Whenever a line of the material contains the string "restoration", it should be copied.

START INFORMATION SUPPLIED

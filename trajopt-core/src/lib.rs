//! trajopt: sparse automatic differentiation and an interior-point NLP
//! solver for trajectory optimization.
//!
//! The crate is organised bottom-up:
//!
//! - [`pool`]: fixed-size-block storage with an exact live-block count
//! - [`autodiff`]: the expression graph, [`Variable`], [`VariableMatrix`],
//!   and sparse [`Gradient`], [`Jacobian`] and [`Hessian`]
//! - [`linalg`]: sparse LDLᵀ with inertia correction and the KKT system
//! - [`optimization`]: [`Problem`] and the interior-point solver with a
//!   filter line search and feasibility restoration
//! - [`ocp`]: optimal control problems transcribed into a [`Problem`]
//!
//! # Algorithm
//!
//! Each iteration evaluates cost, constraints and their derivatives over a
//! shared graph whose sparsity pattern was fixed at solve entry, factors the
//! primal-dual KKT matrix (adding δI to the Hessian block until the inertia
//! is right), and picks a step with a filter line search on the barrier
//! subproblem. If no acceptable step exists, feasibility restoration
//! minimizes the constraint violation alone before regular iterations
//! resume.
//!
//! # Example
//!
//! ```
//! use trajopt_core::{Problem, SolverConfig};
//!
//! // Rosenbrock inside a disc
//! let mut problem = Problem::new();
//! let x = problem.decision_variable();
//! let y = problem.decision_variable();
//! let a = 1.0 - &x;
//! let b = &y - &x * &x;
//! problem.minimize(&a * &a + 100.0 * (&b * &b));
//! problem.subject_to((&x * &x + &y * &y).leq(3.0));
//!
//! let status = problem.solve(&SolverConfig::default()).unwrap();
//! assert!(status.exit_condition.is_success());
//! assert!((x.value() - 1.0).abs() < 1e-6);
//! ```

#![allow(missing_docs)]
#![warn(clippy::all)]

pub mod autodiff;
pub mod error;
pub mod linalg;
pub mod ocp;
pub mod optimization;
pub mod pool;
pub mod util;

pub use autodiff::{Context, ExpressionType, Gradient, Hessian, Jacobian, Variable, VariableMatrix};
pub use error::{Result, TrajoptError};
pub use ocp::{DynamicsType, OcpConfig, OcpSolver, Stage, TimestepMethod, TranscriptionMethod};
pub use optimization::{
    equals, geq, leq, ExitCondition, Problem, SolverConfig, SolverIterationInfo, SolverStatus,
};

END INFORMATION SUPPLIED

> **RESULT FOR THIS TASK**:
//!   filter line search and feasibility restoration
//! subproblem. If no acceptable step exists, feasibility restoration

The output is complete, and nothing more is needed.